An Overview from the Program Director
John R. Potts, III, M.D.
Professor of Surgery
Program Director in Surgery
Vice-Chairman for Education
Assistant Dean for Graduate Medical Education
Thank you for your inquiry regarding the General Surgery Residency Program at The University of Texas Medical School at Houston. We take great pride in the accomplishments of our residency program since the establishment of our school some 25 years ago. The stature that we have achieved in that time is reflected in the fact that we receive several hundred completed applications each year from graduates of medical schools all across the United States. It is my privilege to introduce to you our program and what has made it so successful in such a short period of time.
Being situated in the fourth largest city in the nation and in the heart of the largest medical center in the world, the resources available to our residency program are immense. One of our great strengths lies in the diversity of clinical experience available to our residents. They rotate in a variety of hospitals—both public and private, and both general and highly specialized, as subsequently outlined in this brochure. With that variety there comes a large, dedicated and extremely capable faculty who bring with them national and international reputations for their expertise in many of the areas which constitute general surgery. For the individual resident in our program, the resources of the Texas Medical Center make it possible to design a course of study to best meet one’s future needs. Certainly, this applies to one’s clinical rotation schedule. Furthermore, we strongly encourage individuals to pursue a basic science or clinical research experience of at least one year during their residency and there is a wealth of opportunity for such research on the campus of the Texas Medical Center.
The General Surgery Residency Program is fully accredited by the Residency Review Committee (RRC) for Surgery of the ACGME. In order to gain such approval, we must meet certain standards spelled out by those governing bodies.
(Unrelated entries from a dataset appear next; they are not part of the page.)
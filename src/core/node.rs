//! 节点相关

use pyo3::{types::PyType, Bound};

/// 节点注册
/// (节点class名称, 节点对象, 节点显示名称)
pub struct NodeRegister<'py>(pub &'static str, pub Bound<'py, PyType>, pub &'static str);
In meeting those standards, we provide an equitable wage and an equitable benefits package of life, health, disability and professional liability insurance. We provide appropriate sleeping and meal facilities for all residents on duty and allow sufficient time off duty for the residents to remain physically and mentally refreshed despite the rigors of their assignments. We also provide a scholarly environment for our residents with readily accessible library and on-line computer facilities, a didactic curriculum of basic science and clinical topics and faculty members who are leaders in their fields. As defined by the American Board of Surgery, the field of general surgery encompasses a vast array of knowledge including that of anatomy, physiology, metabolism, immunology, nutrition, pathology, wound healing, shock and resuscitation. The general surgeon must be able to diagnose and treat, both operatively and non-operatively, problems of the alimentary tract, the abdominal organs, the breast, the skin and soft tissues, the vascular system, the endocrine system, a wide range of solid tumors, the injured patient and the critically ill patient. The surgeon should be able to employ all forms of endoscopy in the care of his or her patients. In addition, the general surgeon should have an understanding of the more common problems in specialized areas of surgery including cardiac, gynecologic, neurologic, orthopaedic and urologic surgery. We provide residents with a sufficient breadth and depth of preoperative, operative and postoperative experience in these areas not only to prepare them for certification as Diplomats of the American Board of Surgery but also to prepare them for careers in the practice of the broad scope of General Surgery.
The result is that our residents have been enormously successful in achieving their goals upon graduation. A few of our recent graduates have chosen to make their contribution through the private practice of general surgery. Others have moved directly into faculty positions. The majority, though, have pursued additional training in surgical subspecialties. They have been extraordinarily successful in obtaining fellowship positions in such disciplines as surgical oncology, organ transplantation, pediatric surgery and cardiothoracic surgery. We are proud of our residents, past and present, and the training they have received through this program. We feel certain that through them our program will significantly impact on the future of American surgery.
I would like to offer one final note. As you well know, there have been tremendous changes in recent years in the way medicine and surgery are practiced in the United States and there is every reason to believe that the landscape of medicine will continue to change for some time before a period of relative stability returns. It is, of course, vital to the future success of our individual graduates and to the future success of this residency program that we respond to those changes. We have been on the forefront of the evolution of minimally invasive surgery. We have an already large and ever growing number of lives covered by managed care contracts in carefully structured networks. In these and other important ways I believe that our faculty and the institutions which comprise our residency experience have positioned themselves to successfully negotiate the coming changes and to continue to produce the future leaders of American surgery.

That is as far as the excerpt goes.